The first stanza is remarkable for the various contrasts the poet employs to introduce the tear—beginning with a question as if it is not clear what exactly the poet perceives. The tear is “bright” like a “spark” of fire or a hard, glittering diamond, but it is also water that appears to be “soft.” Hence, amid this mixture of elements, the poet gives a wonderful oxymoron in line three: “A moist spark it is.” Next, the poet extends the concept by calling the tear a star, likening Mary’s eye to one of the celestial spheres that make up the universe. The tear is like a meteorite, perhaps, coming down to earth, when the sun, now personified, takes up the “jewel,” this diamond or star, to adorn “his sister.” The sun is the Son, Christ, who wishes to adorn His sister—the Christian Soul—with this symbol of Mary’s compassion and beauty. The soul is decorated with the graces acquired through Our Lady’s mediation as a diamond shines in the ear of a beautiful maiden. Despite this joyful sentiment, it remains true that the Blessed Mother is weeping; the beauty of the tear cannot fully overcome the sense of sorrow. So, after affirming the tear is the truest tear that can be shed, the tear itself starts weeping because it leaves “a place so dear,” the heavenly sphere of Mary’s eye.

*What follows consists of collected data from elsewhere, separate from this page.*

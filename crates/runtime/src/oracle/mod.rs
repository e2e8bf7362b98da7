//! Runtime wrapper around static game content.
//!
//! The content catalogs implement the `game-core` oracle traits; the
//! [`OracleManager`] bundles them with the RNG so the runtime can build
//! [`GameEnv`] views on demand. The data is immutable at runtime; dynamic
//! state lives in the session and the save repository.

use std::sync::Arc;

use game_content::{GameContent, Roster, Script};
use game_core::{GameEnv, PcgRng};

/// Manages all oracle implementations and provides unified access
#[derive(Clone, Debug)]
pub struct OracleManager {
    pub(crate) roster: Arc<Roster>,
    pub(crate) script: Arc<Script>,
    pub(crate) rng: PcgRng,
}

impl OracleManager {
    /// Creates a new oracle manager
    pub fn new(roster: Arc<Roster>, script: Arc<Script>) -> Self {
        Self {
            roster,
            script,
            rng: PcgRng, // PcgRng is stateless
        }
    }

    /// Builds the manager from loaded content.
    pub fn from_content(content: &GameContent) -> Self {
        Self::new(
            Arc::new(content.roster.clone()),
            Arc::new(content.script.clone()),
        )
    }

    /// Converts oracle manager into GameEnv for game-core
    pub fn as_game_env(&self) -> GameEnv<'_> {
        GameEnv::new(self.roster.as_ref(), self.script.as_ref(), &self.rng)
    }

    pub fn roster(&self) -> &Roster {
        &self.roster
    }

    pub fn script(&self) -> &Script {
        &self.script
    }
}
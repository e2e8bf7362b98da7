use strum::{Display, EnumIter, EnumString, IntoStaticStr};

/// Elemental affinity of a character.
///
/// The "beats" relation is a fixed directed 5-cycle:
/// Fire → Wind → Psychic → Thunder → Water → Fire.
/// [`Element::None`] neither beats nor is beaten by anything.
#[derive(
    Clone, Copy, Debug, Default, PartialEq, Eq, Hash, Display, EnumIter, EnumString, IntoStaticStr,
)]
#[cfg_attr(feature = "serde", derive(serde::Serialize, serde::Deserialize))]
pub enum Element {
    Fire,
    Wind,
    Psychic,
    Thunder,
    Water,
    #[default]
    None,
}

impl Element {
    /// Returns the element this one is strong against.
    pub const fn beats(self) -> Option<Element> {
        match self {
            Element::Fire => Some(Element::Wind),
            Element::Wind => Some(Element::Psychic),
            Element::Psychic => Some(Element::Thunder),
            Element::Thunder => Some(Element::Water),
            Element::Water => Some(Element::Fire),
            Element::None => None,
        }
    }

    /// Returns the element that is strong against this one.
    pub const fn weakness(self) -> Option<Element> {
        match self {
            Element::Wind => Some(Element::Fire),
            Element::Psychic => Some(Element::Wind),
            Element::Thunder => Some(Element::Psychic),
            Element::Water => Some(Element::Thunder),
            Element::Fire => Some(Element::Water),
            Element::None => None,
        }
    }

    /// True when an attack of this element gets the elemental advantage.
    pub fn has_advantage_over(self, defender: Element) -> bool {
        self.beats() == Some(defender)
    }
}
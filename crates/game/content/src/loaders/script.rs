//! Dialogue script loader.

use std::path::Path;

use anyhow::Context;

use crate::catalog::{Script, ScriptData};
use crate::loaders::{LoadResult, read_file};

/// Script compiled into the crate.
pub(crate) const BUILTIN_SCRIPT: &str = include_str!("../../data/script.ron");

/// Loader for dialogue scripts.
pub struct ScriptLoader;

impl ScriptLoader {
    /// Load a script from a RON file.
    pub fn load(path: &Path) -> LoadResult<Script> {
        let content = read_file(path)?;
        Self::parse(&content).with_context(|| format!("invalid script in {}", path.display()))
    }

    /// Parse script RON text.
    pub fn parse(content: &str) -> LoadResult<Script> {
        let data: ScriptData = ron::from_str(content)
            .map_err(|e| anyhow::anyhow!("Failed to parse script RON: {}", e))?;
        Ok(Script::new(data))
    }

    /// The dialogue shipped with the game.
    pub fn builtin() -> LoadResult<Script> {
        Self::parse(BUILTIN_SCRIPT).context("built-in script")
    }
}
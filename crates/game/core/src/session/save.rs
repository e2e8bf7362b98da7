//! Persisted campaign progress.
//!
//! Only progress is stored: the stage, how many recruits joined and each
//! member's health. Identity, stats and skills always come from the roster,
//! so a save can never introduce a character the content does not define.

use crate::env::RosterOracle;
use crate::state::Party;

/// Saved health of one party member, matched back by name on load.
#[derive(Clone, Debug, PartialEq, Eq)]
#[cfg_attr(feature = "serde", derive(serde::Serialize, serde::Deserialize))]
#[cfg_attr(feature = "serde", serde(rename_all = "camelCase"))]
pub struct SavedMember {
    pub name: String,
    pub current_health: u32,
    pub max_health: u32,
}

/// Progress record written by save-and-pause and on clearing the game.
#[derive(Clone, Debug, Default, PartialEq, Eq)]
#[cfg_attr(feature = "serde", derive(serde::Serialize, serde::Deserialize))]
#[cfg_attr(feature = "serde", serde(rename_all = "camelCase"))]
pub struct SaveData {
    pub stage: u32,
    #[cfg_attr(feature = "serde", serde(default))]
    pub recruits_added: usize,
    #[cfg_attr(feature = "serde", serde(default))]
    pub party: Vec<SavedMember>,
}

impl SaveData {
    pub fn capture(stage: u32, party: &Party, recruits_added: usize) -> Self {
        Self {
            stage,
            recruits_added,
            party: party
                .iter()
                .map(|member| SavedMember {
                    name: member.name.clone(),
                    current_health: member.health(),
                    max_health: member.max_health,
                })
                .collect(),
        }
    }

    /// Rebuilds the party this record describes.
    ///
    /// Starts from the founding members, appends the first `recruits_added`
    /// recruits in their fixed order (clamped to what the roster offers), then
    /// overlays saved health by name, clamped to each member's maximum. Saved
    /// entries that match no member are ignored.
    ///
    /// Returns the party and the effective recruit count.
    pub fn restore(&self, roster: &dyn RosterOracle) -> (Party, usize) {
        let recruits = roster.recruits();
        let recruits_added = self.recruits_added.min(recruits.len());

        let mut party: Party = roster
            .starting_party()
            .into_iter()
            .chain(recruits.into_iter().take(recruits_added))
            .collect();

        for saved in &self.party {
            if let Some(member) = party.find_by_name_mut(&saved.name) {
                member.set_health_clamped(saved.current_health);
            }
        }

        (party, recruits_added)
    }
}
//! RNG oracle for reproducible enemy decisions.
//!
//! Enemies pick a random skill and a random living target. Rolls are derived
//! from the session seed and a roll counter, so a seed replays a battle
//! exactly and headless tests can pin outcomes.

/// RNG oracle: a stateless function from seed to value.
///
/// Implementations must be deterministic and produce the same values
/// given the same seed.
pub trait RngOracle {
    /// Generate a random u32 value from a seed.
    fn next_u32(&self, seed: u64) -> u32;

    /// Uniform index in `0..len`. Returns 0 when `len <= 1`.
    fn pick_index(&self, seed: u64, len: usize) -> usize {
        if len <= 1 {
            return 0;
        }
        (self.next_u32(seed) as usize) % len
    }
}

/// PCG random number generator (PCG-XSH-RR, 64-bit state, 32-bit output).
///
/// - Same seed always produces the same output
/// - One multiply, one xorshift, one rotate
///
/// Reference: <https://www.pcg-random.org/>
#[derive(Clone, Copy, Debug, Default)]
pub struct PcgRng;

impl PcgRng {
    const MULTIPLIER: u64 = 6364136223846793005;
    const INCREMENT: u64 = 1442695040888963407;

    /// `state' = state * multiplier + increment (mod 2^64)`
    #[inline]
    fn step(state: u64) -> u64 {
        state
            .wrapping_mul(Self::MULTIPLIER)
            .wrapping_add(Self::INCREMENT)
    }

    /// XSH-RR output permutation.
    #[inline]
    fn output(state: u64) -> u32 {
        let xorshifted = (((state >> 18) ^ state) >> 27) as u32;
        let rot = (state >> 59) as u32;
        xorshifted.rotate_right(rot)
    }
}

impl RngOracle for PcgRng {
    fn next_u32(&self, seed: u64) -> u32 {
        Self::output(Self::step(seed))
    }
}

/// Derives the seed of one battle from the session seed.
///
/// `battle` counts the battles started in the session, so every encounter
/// (and every retry after a defeat) rolls a fresh sequence.
pub fn battle_seed(session_seed: u64, battle: u64) -> u64 {
    compute_seed(session_seed, battle, u32::MAX, u32::MAX)
}

/// Compute a per-roll seed from session components.
///
/// # Arguments
///
/// * `session_seed` - Seed chosen when the session was created, or a
///   [`battle_seed`] derived from it
/// * `roll` - Monotonic roll counter of the battle
/// * `actor` - Roster index of the acting character
/// * `context` - Distinguishes independent rolls of one action
///   (`0`: skill choice, `1`: target choice)
pub fn compute_seed(session_seed: u64, roll: u64, actor: u32, context: u32) -> u64 {
    // SplitMix64 / FxHash style mixing
    let mut hash = session_seed;
    hash ^= roll.wrapping_mul(0x9e3779b97f4a7c15);
    hash ^= (actor as u64).wrapping_mul(0x517cc1b727220a95);
    hash ^= (context as u64).wrapping_mul(0x85ebca6b);

    // Final avalanche
    hash ^= hash >> 33;
    hash = hash.wrapping_mul(0xff51afd7ed558ccd);
    hash ^= hash >> 33;

    hash
}
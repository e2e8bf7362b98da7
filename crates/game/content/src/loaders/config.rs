//! Game configuration loader.

use std::path::Path;

use game_core::GameConfig;

use crate::loaders::{LoadResult, read_file};

/// Loader for game configuration from TOML files.
pub struct ConfigLoader;

impl ConfigLoader {
    /// Load config data from a TOML file.
    ///
    /// Missing keys keep their defaults, so an empty file is a valid config.
    pub fn load(path: &Path) -> LoadResult<GameConfig> {
        let content = read_file(path)?;
        Self::parse(&content)
    }

    pub fn parse(content: &str) -> LoadResult<GameConfig> {
        let config: GameConfig = toml::from_str(content)
            .map_err(|e| anyhow::anyhow!("Failed to parse config TOML: {}", e))?;

        Ok(GameConfig::with_log_window(config.log_window))
    }
}
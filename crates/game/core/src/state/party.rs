use core::ops::{Deref, DerefMut};

use super::Character;

/// Ordered party roster. Insertion order is recruitment order.
///
/// The party only grows; defeated members stay in place and are simply not
/// actionable until they are restored.
#[derive(Clone, Debug, Default, PartialEq, Eq)]
pub struct Party {
    members: Vec<Character>,
}

impl Party {
    pub fn new(members: Vec<Character>) -> Self {
        Self { members }
    }

    /// Appends a recruit at the end of the roster.
    pub fn recruit(&mut self, member: Character) {
        self.members.push(member);
    }

    /// Restores every member, alive or defeated.
    pub fn restore_all(&mut self) {
        for member in &mut self.members {
            member.restore();
        }
    }

    pub fn find_by_name_mut(&mut self, name: &str) -> Option<&mut Character> {
        self.members.iter_mut().find(|member| member.name == name)
    }

    pub fn members(&self) -> &[Character] {
        &self.members
    }
}

impl Deref for Party {
    type Target = [Character];

    fn deref(&self) -> &Self::Target {
        &self.members
    }
}

impl DerefMut for Party {
    fn deref_mut(&mut self) -> &mut Self::Target {
        &mut self.members
    }
}

impl FromIterator<Character> for Party {
    fn from_iter<T: IntoIterator<Item = Character>>(iter: T) -> Self {
        Self::new(iter.into_iter().collect())
    }
}

/// Indices of living characters, in roster order.
pub fn alive_indices(roster: &[Character]) -> Vec<usize> {
    roster
        .iter()
        .enumerate()
        .filter_map(|(index, member)| member.is_alive().then_some(index))
        .collect()
}

pub fn any_alive(roster: &[Character]) -> bool {
    roster.iter().any(Character::is_alive)
}

#[cfg(test)]
mod tests {
    use super::*;
    use crate::state::{CharacterTemplate, Element};

    fn member(name: &str) -> Character {
        CharacterTemplate::new(name, Element::None, 5, 5, 50).spawn()
    }

    #[test]
    fn alive_indices_skip_defeated_members() {
        let mut party: Party = ["A", "B", "C"].into_iter().map(member).collect();
        party[1].take_damage(50);

        assert_eq!(alive_indices(&party), vec![0, 2]);
        assert!(any_alive(&party));

        party[0].take_damage(50);
        party[2].take_damage(50);
        assert!(alive_indices(&party).is_empty());
        assert!(!any_alive(&party));
    }

    #[test]
    fn restore_all_revives_defeated_members() {
        let mut party: Party = ["A", "B"].into_iter().map(member).collect();
        party[0].take_damage(50);
        party[1].take_damage(10);

        party.restore_all();

        assert!(party.iter().all(|m| m.health() == m.max_health));
    }

    #[test]
    fn recruit_appends_in_order() {
        let mut party: Party = ["A"].into_iter().map(member).collect();
        party.recruit(member("B"));
        let names: Vec<_> = party.iter().map(|m| m.name.as_str()).collect();
        assert_eq!(names, ["A", "B"]);
    }
}
use crate::state::Character;

/// Scripted dialogue shown between battles.
pub trait ScriptOracle {
    /// Opening story, one line per confirm.
    fn story_lines(&self) -> Vec<String>;

    /// Pre-battle dialogue for the given enemy roster.
    /// An empty list skips straight to the battle.
    fn encounter_lines(&self, enemies: &[Character]) -> Vec<String>;

    /// Lines spoken when `name` joins the party.
    fn recruit_lines(&self, name: &str) -> Vec<String>;

    /// Ending shown after the final battle.
    fn clear_lines(&self) -> Vec<String>;

    /// Text shown on the game-over screen.
    fn game_over_lines(&self) -> Vec<String>;
}
//! Content factory for building oracles from data files.

use std::path::{Path, PathBuf};

use anyhow::Context;
use game_core::GameConfig;

use crate::catalog::{Roster, Script};
use crate::loaders::{ConfigLoader, LoadResult, RosterLoader, ScriptLoader};

/// Everything the runtime needs from content.
#[derive(Clone, Debug)]
pub struct GameContent {
    pub roster: Roster,
    pub script: Script,
    pub config: GameConfig,
}

/// Content factory that loads game content either from the embedded data or
/// from a data directory.
///
/// # Directory Structure
///
/// ```text
/// data_dir/
/// ├── roster.ron
/// ├── script.ron
/// └── config.toml   (optional)
/// ```
///
/// Files missing from a data directory fall back to the embedded defaults.
#[derive(Clone, Debug, Default)]
pub struct ContentFactory {
    data_dir: Option<PathBuf>,
}

impl ContentFactory {
    /// Factory over the data compiled into the crate.
    pub fn builtin() -> Self {
        Self { data_dir: None }
    }

    /// Factory reading from `data_dir`.
    pub fn from_dir(data_dir: impl Into<PathBuf>) -> Self {
        Self {
            data_dir: Some(data_dir.into()),
        }
    }

    /// Load the roster from `roster.ron`.
    pub fn load_roster(&self) -> LoadResult<Roster> {
        match self.existing("roster.ron") {
            Some(path) => RosterLoader::load(&path),
            None => RosterLoader::builtin(),
        }
    }

    /// Load the dialogue from `script.ron`.
    pub fn load_script(&self) -> LoadResult<Script> {
        match self.existing("script.ron") {
            Some(path) => ScriptLoader::load(&path),
            None => ScriptLoader::builtin(),
        }
    }

    /// Load game configuration from `config.toml`.
    pub fn load_config(&self) -> LoadResult<GameConfig> {
        match self.existing("config.toml") {
            Some(path) => ConfigLoader::load(&path),
            None => Ok(GameConfig::default()),
        }
    }

    /// Load roster, script and config together.
    pub fn load(&self) -> LoadResult<GameContent> {
        Ok(GameContent {
            roster: self.load_roster().context("loading roster")?,
            script: self.load_script().context("loading script")?,
            config: self.load_config().context("loading config")?,
        })
    }

    /// Returns the data directory path, if any.
    pub fn data_dir(&self) -> Option<&Path> {
        self.data_dir.as_deref()
    }

    fn existing(&self, file_name: &str) -> Option<PathBuf> {
        self.data_dir
            .as_ref()
            .map(|dir| dir.join(file_name))
            .filter(|path| path.is_file())
    }
}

The next two stanzas are in the spirit of the Canticle of Canticles: the tear, now “a pearl,” is compared to dew on a rose in the springtime. We might think of May, Mary’s month. Here again, is the action of Christ, a sort of holy violence to create something higher. The dewdrop is on the “lip” or edge of the rosebud until the sunlight causes the rosebud to shed, or “sweat,” the dew. These “ungentle flames” also act on the dewdrop itself, which “blushes on the manly sun.”
Then the conclusion, recalling the wedding at Cana: “This wat’ry blossom of thy eyne, / Ripe, will make the richer wine.” From the tear of Mary comes joy, the joy of the eternal nuptial feast in Paradise. The poem concludes by affirming that this “fair drop” will not fall in the dust and be lost; rather, the poet places it on a pillow and has it carried to Heaven where the music of the heavenly spheres wakes it and makes it a new star, another voice in the celestial chorus. Higher than all the stars and, we might add, with the moon under her feet, is the Blessed Mother herself, and so the poet affirms that the tear would have rather stayed in the heaven of Mary’s eye than to have become one of the stars of physical heaven.
Such rich verse as this meditation on a tear is part of our Catholic heritage in the English-speaking world. These artistic gems, some better known than others, are many opportunities to work to “restore all things in Christ.” If Dostoevsky was right and “beauty will save the world,” then it is precisely to these makers of beauty that we must turn, both passing on the cultural tradition and inspiring new manifestations of the same eternal theme.